Stabilization of New Phases in Ion-Conducting Nanocomposites

Abstract

Physical properies of ion-conducting nanocomposites are reviewed. Special attention is paid to the change of the bulk characteristics of ionic salts in the nanocomposites due to the formation of the interface phases. The main thermodynamic reason of the formation of the nanocomposite as well as the stabilization of the interface phases is the adhesion energy σa. At sufficiently high σa values, the ionic salt tends to spread along the oxide surface, which leads to the formation of the nanocomposite on sintering.
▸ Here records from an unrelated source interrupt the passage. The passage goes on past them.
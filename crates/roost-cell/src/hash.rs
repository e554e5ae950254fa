//! Deterministic hashing over cells
//!
//! All hashing here is fixed-seed and platform independent, so the same cell
//! always hashes to the same value across runs and machines. Never
//! `std::collections::hash_map::DefaultHasher`, which is randomly keyed.

use crate::Cell;

/// Fixed seed for cell hashing
const CELL_SEED: u64 = 0x524f_4f53_5443_454c; // "ROOSTCEL"

/// splitmix64 finalizer: bijective 64-bit mixing
fn mix(mut x: u64) -> u64 {
    x ^= x >> 30;
    x = x.wrapping_mul(0xbf58_476d_1ce4_e5b9);
    x ^= x >> 27;
    x = x.wrapping_mul(0x94d0_49bb_1331_11eb);
    x ^= x >> 31;
    x
}

/// Hash a u64 into a running seed
pub fn hash_u64_with_seed(value: u64, seed: u64) -> u64 {
    mix(seed.wrapping_add(0x9e37_79b9_7f4a_7c15) ^ value)
}

/// Hash a byte string into a running seed
pub fn hash_bytes_with_seed(bytes: &[u8], seed: u64) -> u64 {
    let mut h = hash_u64_with_seed(bytes.len() as u64, seed);
    for chunk in bytes.chunks(8) {
        let mut word = [0u8; 8];
        word[..chunk.len()].copy_from_slice(chunk);
        h = hash_u64_with_seed(u64::from_le_bytes(word), h);
    }
    h
}

/// Hash a cell tree
///
/// Covers the declared bit length, the payload bytes and every child hash in
/// order, so any structural or payload difference changes the result.
pub fn cell_hash(cell: &Cell) -> u64 {
    let mut h = hash_u64_with_seed(cell.bit_len() as u64, CELL_SEED);
    h = hash_bytes_with_seed(cell.data(), h);
    for child in cell.refs() {
        h = hash_u64_with_seed(cell_hash(child), h);
    }
    h
}

#[cfg(test)]
mod tests {
    use super::*;
    use crate::CellBuilder;

    #[test]
    fn test_hash_is_deterministic() {
        let mut b = CellBuilder::new();
        b.store_uint(0x1234, 16).unwrap();
        let cell = b.build();
        assert_eq!(cell_hash(&cell), cell_hash(&cell.clone()));
    }

    #[test]
    fn test_payload_changes_hash() {
        let mut a = CellBuilder::new();
        a.store_uint(1, 16).unwrap();
        let mut b = CellBuilder::new();
        b.store_uint(2, 16).unwrap();
        assert_ne!(cell_hash(&a.build()), cell_hash(&b.build()));
    }

    #[test]
    fn test_bit_length_changes_hash() {
        // Same payload bytes, different declared widths
        let mut a = CellBuilder::new();
        a.store_uint(0, 8).unwrap();
        let mut b = CellBuilder::new();
        b.store_uint(0, 9).unwrap();
        assert_ne!(cell_hash(&a.build()), cell_hash(&b.build()));
    }

    #[test]
    fn test_ref_structure_changes_hash() {
        let mut leaf = CellBuilder::new();
        leaf.store_uint(7, 8).unwrap();
        let leaf = leaf.build();

        let mut one = CellBuilder::new();
        one.store_ref(leaf.clone()).unwrap();
        let mut two = CellBuilder::new();
        two.store_ref(leaf.clone()).unwrap();
        two.store_ref(leaf).unwrap();
        assert_ne!(cell_hash(&one.build()), cell_hash(&two.build()));
    }
}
The adhesion is the result of the interface interaction and incorporates the stage of the specific adsorption of the interface ions. It leads to the formation of the double layer formed by the point defects in the interface region of the ionic salt. In the case of the strong adhesion, the structural reconstruction or the formation of the metastable interface phase takes place. Analysis of the experimental data shows that interface phases exist in composites AgI–Al2O3, MeNO3–Al2O3 (Me = Li, Na, K, Rb, and Cs), CsHSO4–SiO2, RbNO3–SiO2 and CsCl–Al2O3. Their structure may be either epitaxial crystalline, or amorphous. The thickness of the interface phase as estimated on the basis of the brick-wall model is about 3–4 nm.